KATHERINE’S STORY

“I vividly remember every single horrible experience I have had and witnessed over the years in a troubled teen home or also known as an out-patient facility.

Sagamore Children’s Center was the dirty little secret of Dix Hills, Long Island. Everyone in the town knew of it but never knew exactly what went down there.

I remember the countless “intakes” my abusive mother had made me endure. I was a regular teenage girl, who was too much for my addict mother to handle. She manipulated me into thinking I was the one with mental health issues, when really it was her. I spent countless years in “centers” that are supposed to help, when in reality, inside the doors of these places is hell on earth.

When I was brought in for Sagamore Children’s Center intake, I remember nothing besides the ties around my wrists feeling so tight. The staff explained it was for my own protection.

I was immediately put on a slew of new antidepressants and antipsychotics. My psychiatrist did not ask anything about me or how I was doing. My doctor was an older woman whom I can not remember the name of. After a two-minute conversation, she prescribed me the medications I would be forced to take daily. Every single day after that I was so drugged up that I could not even keep my eyes open during the day.

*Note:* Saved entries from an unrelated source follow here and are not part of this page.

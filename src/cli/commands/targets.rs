//! Targets file management.

use crate::config::Settings;
use crate::discovery;
use crate::models::ProductTarget;
use crate::repository::TargetRepository;

pub fn add(
    settings: &Settings,
    product_id: &str,
    product_name: &str,
    category: &str,
    url: &str,
) -> anyhow::Result<()> {
    let target = ProductTarget::new(product_id, product_name, Some(category), url);
    if discovery::add_target(&settings.targets_file, target)? {
        println!("'{}' added.", product_id);
        // Keep the store mirror current as well
        let repo = TargetRepository::open(&settings.database_path)?;
        let targets = discovery::load_targets(&settings.targets_file)?;
        repo.sync(&targets)?;
    } else {
        println!("'{}' is already tracked.", product_id);
    }
    Ok(())
}

pub fn list(settings: &Settings) -> anyhow::Result<()> {
    let targets = discovery::load_targets(&settings.targets_file)?;
    for target in &targets {
        println!(
            "{:30} {} [{}]",
            target.product_id,
            target.product_name,
            target.category.as_deref().unwrap_or("-")
        );
    }
    println!("{} products tracked.", targets.len());
    Ok(())
}

pub fn sync(settings: &Settings) -> anyhow::Result<()> {
    let targets = discovery::load_targets(&settings.targets_file)?;
    let repo = TargetRepository::open(&settings.database_path)?;
    let added = repo.sync(&targets)?;
    if added > 0 {
        println!("{} new products mirrored into the store.", added);
    } else {
        println!("Store is already in sync.");
    }
    Ok(())
}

Little, to no, food was given. Food/snacks were considered rewards. We spent 8/9 hours in this facility per day. When I would fall asleep from the extensive drug intake during school at Sagamore, they would simply leave me there to sleep even once school was done. I would wake up at 5 PM, on my desk and nobody would be near.

I knew that the only way to get out of there faster was to obey their rules. Take my drugs, be silent, and conform to their rules.

Kids who did not comply would get a shot of “Booty Juice,” which is known as the sedative they give you without consent.

I remember they would give shots of “Booty Juice” so easily to anyone who did not obey their ridiculous rules. If you really pushed back, you would be admitted into in-patient.

Inpatient facilities, such as Mather Inpatient Treatment, had isolation rooms which were the worst trauma I have received to date.

On the day of my intake, I was around 15/16. I remember being very scared, and felt hopeless after my intake with the nurse. They put me in the self-isolation room for the night because I could not stop crying. They said I was not allowed to cry that loud. Even though my mother was abusive, the best thing for me at that moment would be a familiar face.

I kept screaming, “Please, just let me talk to my mom!”

They shut and locked the door, and left me with a sleeping bag on the floor to sleep on. I felt like a dog in a cage. Lights were off and it was the worst night of my entire life. I woke up the next morning and the nurses opened the lock. They acted like this was normal and nothing had happened. From then on I knew, to get out of this place I needed to stay silent and follow their tyrant rules.

There are a lot of other scary experiences I have had in facilities, however, those two are the most popular destinations on Long Island and nobody talks about them. I would like for these two institutions to be held accountable.”